Kafka Extended API Flashcards
What are Source Connectors used for?
To get data from Common Data Sources
Source Connectors are responsible for ingesting data into Kafka.
What are Sink Connectors used for?
To publish data in Common Data Stores
Sink Connectors send data from Kafka to external systems.
What is a task in Kafka Connect?
A task is linked to a connector configuration and executes tasks defined by the connector.
What is a Kafka Connect Worker?
A worker is a single Java process that executes tasks.
What is Standalone Mode in Kafka Connect?
A single process runs connectors and tasks, easy for development but lacks fault tolerance and scalability.
What is Distributed Mode in Kafka Connect?
Multiple workers run connectors and tasks, easy to scale and fault tolerant.
Define a stream in Kafka.
A sequence of immutable data records that is fully ordered, can be replayed, and is fault tolerant.
What is a stream processor?
A node in the processor topology that transforms incoming streams, record by record, and may create a new stream from it.
What is a topology in Kafka?
A graph of processors chained together by streams.
What is a Source Processor?
A processor that takes its data directly from a Kafka Topic.
What is a Sink Processor?
A processor that sends stream data directly to a Kafka topic.
What characterizes KStreams?
All inserts, similar to a log, and represent an infinite, unbounded data stream.
What characterizes KTables?
All upserts on non-null values, deletes on null values, and are similar to a database table.
When should you use KStreams?
When reading from a topic that’s not compacted and new data is partial information.
When should you use KTables?
When reading from a log compacted topic or needing a structure like a database table.
Define stateless transformation.
A transformation where the result only depends on the data-point being processed.
Define stateful transformation.
A transformation where the result depends on external information or state.
What does MapValues do?
Affects only values, does not change keys, and doesn’t trigger a repartition.
What does Map do?
Affects both keys and values and triggers a repartition.
What does Filter do?
Produces zero or one record, doesn’t change keys/values, and doesn’t trigger a repartition.
What is FilterNot?
The inverse of the filter operation.
What does FlatMapValues do?
Produces zero, one, or more records without changing keys, and doesn’t trigger a repartition.
What does FlatMap do?
Changes keys and triggers a repartition.
What does KStream Branch do?
Branches a KStream based on one or more predicates, resulting in multiple KStreams.
What does SelectKey do?
Assigns a new key to the record, changes the key, and marks data for re-partitioning.
For KStream
What can you read from Kafka?
A topic as a KStream, KTable, or GlobalKTable.

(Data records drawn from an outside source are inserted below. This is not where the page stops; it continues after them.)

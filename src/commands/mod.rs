//! CLI command implementations.
//!
//! Commands orchestrate the various library components to perform user tasks.

pub mod dashboard;
pub mod models;
pub mod utils;

// Re-export main command functions
pub use dashboard::{build_report, execute_dashboard, validate_args};
pub use models::{DashboardArgs, Section};
pub use utils::{display_classes, display_schema, display_version, validate_report_file};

What can you write to Kafka?
Any KStream or KTable back to Kafka.
What is log compaction?
An optimization that removes some messages while keeping the order of messages.
What are the myths about log compaction?
- Does not prevent duplicate data.
- Does not prevent reading duplicates.
- Can fail occasionally.
What is the significance of KStream and KTable duality?
A stream can be a changelog of a table, and a table can be a snapshot of the latest value for each key.
How can you transform a KTable to a KStream?
In one line of code to keep a changelog of changes.
What methods can be used to transform a KStream to a KTable?
- Chain groupByKey() and aggregation step
- Write back to Kafka and read as KTable
What does KTable GroupBy do?
Allows more aggregations within a KTable and triggers a repartition.
What is KGroupedStream?
Obtained after a groupBy/groupByKey() call on a KStream.
What does the Count method do on KGroupedStream?
Counts the number of records by grouped key, ignoring null keys or values.
What is the difference between Aggregate and Reduce?
Aggregate requires an initializer, adder, Serde, and State Store while Reduce must have the same input and output type.
What does KStream Peek do?
Applies a side-effect operation to a KStream while returning the same KStream.
What is Exactly Once Semantics?
Guarantees that data processing and pushing the message back to Kafka happen only once.
What is At Least Once Semantics?
Messages may be received twice under certain conditions, such as broker reboots.
What’s windowing?
windowing gives snapshot of an aggregate withing a given timeframe.
what are the 4 types of windowing?
Tumbling: special type of the hopping window where the advanced by is equal to the window size. (don’t get duplicate or overlap like hopping)
Hopping: bound by time. Has a fixed start and end point and a fixed size.
Session: has window start and end, but they are not fixed like in tumbling and hopping. The window boundaries are determined by the events themselves.
Sliding: similar to hopping and tumbling cause fixed size. It’s driven by events and not time like the others.
What do you need to use the Hopping windowing?
define the window size (duration of the window and what events will fall in this window) and the advanced size (determines how the window advances, eg. advance one minute)
What is session windowing good for?
user browser sessions